Supplied data:
--- START ---

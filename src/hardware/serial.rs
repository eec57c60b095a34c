//! Serial trigger box output
//!
//! Serial trigger boxes read a character stream rather than exposing a
//! register, so each code goes out as the single character `char::from(code)`.
//! That character is encoded as one Latin-1 byte, which makes the byte on the
//! wire identical to what a register port would show for the same code.

use super::{write_error, PortMode, TriggerCode, TriggerOutput};
use crate::error::{AppResult, StimError};
use std::io::Write;
#[cfg(feature = "instrument_serial")]
use std::time::Duration;
use tracing::debug;

/// Baud rate used when none is configured.
pub const DEFAULT_BAUD_RATE: u32 = 9600;

/// The character a serial trigger box expects for `code`.
pub fn encode(code: TriggerCode) -> char {
    char::from(code.value())
}

/// Serial-port trigger output.
pub struct SerialPort {
    device: String,
    stream: Box<dyn Write + Send>,
}

impl SerialPort {
    /// Open the serial device at `device` (e.g. `/dev/ttyUSB0`, `COM6`).
    ///
    /// # Errors
    ///
    /// Returns `StimError::Initialization` if the device does not exist, is busy,
    /// or serial support was not compiled in.
    #[cfg(feature = "instrument_serial")]
    pub fn open(device: &str, baud_rate: u32) -> AppResult<Self> {
        let port = serialport::new(device, baud_rate)
            .timeout(Duration::from_millis(100))
            .open()
            .map_err(|err| {
                StimError::init(
                    PortMode::Serial,
                    format!("failed to open serial port '{}' at {} baud: {}", device, baud_rate, err),
                )
            })?;
        debug!(device, baud_rate, "Serial trigger port opened");
        Ok(Self {
            device: device.to_string(),
            stream: Box::new(port),
        })
    }

    /// Open the serial device at `device` (e.g. `/dev/ttyUSB0`, `COM6`).
    ///
    /// # Errors
    ///
    /// Always fails: serial support was not compiled in.
    #[cfg(not(feature = "instrument_serial"))]
    pub fn open(device: &str, baud_rate: u32) -> AppResult<Self> {
        debug!(device, baud_rate, "Serial trigger port requested without serial support");
        Err(StimError::init(
            PortMode::Serial,
            "serial support not enabled. Rebuild with --features instrument_serial",
        ))
    }

    /// Build a port over an existing byte stream.
    pub fn with_stream(device: impl Into<String>, stream: impl Write + Send + 'static) -> Self {
        Self {
            device: device.into(),
            stream: Box::new(stream),
        }
    }

    /// Device path or name.
    pub fn device(&self) -> &str {
        &self.device
    }
}

impl TriggerOutput for SerialPort {
    fn mode(&self) -> PortMode {
        PortMode::Serial
    }

    fn describe(&self) -> String {
        format!("serial port {}", self.device)
    }

    fn write(&mut self, code: TriggerCode) -> AppResult<()> {
        // Latin-1: every char below U+0100 is exactly one byte.
        let byte = encode(code) as u8;
        self.stream
            .write_all(&[byte])
            .map_err(|err| write_error(&*self, err))
    }
}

--- END ---

What you need to do: Repeat the material in full. Change nothing.

Reply to the task:
filename src/hardware/serial.rs
repository eec57c60b095a34c
//! Serial trigger box output
//!
//! Serial trigger boxes read a character stream rather than exposing a
//! register, so each code goes out as the single character `char::from(code)`.
//! That character is encoded as one Latin-1 byte, which makes the byte on the
//! wire identical to what a register port would show for the same code.

use super::{write_error, PortMode, TriggerCode, TriggerOutput};
use crate::error::{AppResult, StimError};
use std::io::Write;
#[cfg(feature = "instrument_serial")]
use std::time::Duration;
use tracing::debug;

/// Baud rate used when none is configured.
pub const DEFAULT_BAUD_RATE: u32 = 9600;

/// The character a serial trigger box expects for `code`.
pub fn encode(code: TriggerCode) -> char {
    char::from(code.value())
}

/// Serial-port trigger output.
pub struct SerialPort {
    device: String,
    stream: Box<dyn Write + Send>,
}

impl SerialPort {
    /// Open the serial device at `device` (e.g. `/dev/ttyUSB0`, `COM6`).
    ///
    /// # Errors
    ///
    /// Returns `StimError::Initialization` if the device does not exist, is busy,
    /// or serial support was not compiled in.
    #[cfg(feature = "instrument_serial")]
    pub fn open(device: &str, baud_rate: u32) -> AppResult<Self> {
        let port = serialport::new(device, baud_rate)
            .timeout(Duration::from_millis(100))
            .open()
            .map_err(|err| {
                StimError::init(
                    PortMode::Serial,
                    format!("failed to open serial port '{}' at {} baud: {}", device, baud_rate, err),
                )
            })?;
        debug!(device, baud_rate, "Serial trigger port opened");
        Ok(Self {
            device: device.to_string(),
            stream: Box::new(port),
        })
    }

    /// Open the serial device at `device` (e.g. `/dev/ttyUSB0`, `COM6`).
    ///
    /// # Errors
    ///
    /// Always fails: serial support was not compiled in.
    #[cfg(not(feature = "instrument_serial"))]
    pub fn open(device: &str, baud_rate: u32) -> AppResult<Self> {
        debug!(device, baud_rate, "Serial trigger port requested without serial support");
        Err(StimError::init(
            PortMode::Serial,
            "serial support not enabled. Rebuild with --features instrument_serial",
        ))
    }

    /// Build a port over an existing byte stream.
    pub fn with_stream(device: impl Into<String>, stream: impl Write + Send + 'static) -> Self {
        Self {
            device: device.into(),
            stream: Box::new(stream),
        }
    }

    /// Device path or name.
    pub fn device(&self) -> &str {
        &self.device
    }
}

impl TriggerOutput for SerialPort {
    fn mode(&self) -> PortMode {
        PortMode::Serial
    }

    fn describe(&self) -> String {
        format!("serial port {}", self.device)
    }

    fn write(&mut self, code: TriggerCode) -> AppResult<()> {
        // Latin-1: every char below U+0100 is exactly one byte.
        let byte = encode(code) as u8;
        self.stream
            .write_all(&[byte])
            .map_err(|err| write_error(&*self, err))
    }
}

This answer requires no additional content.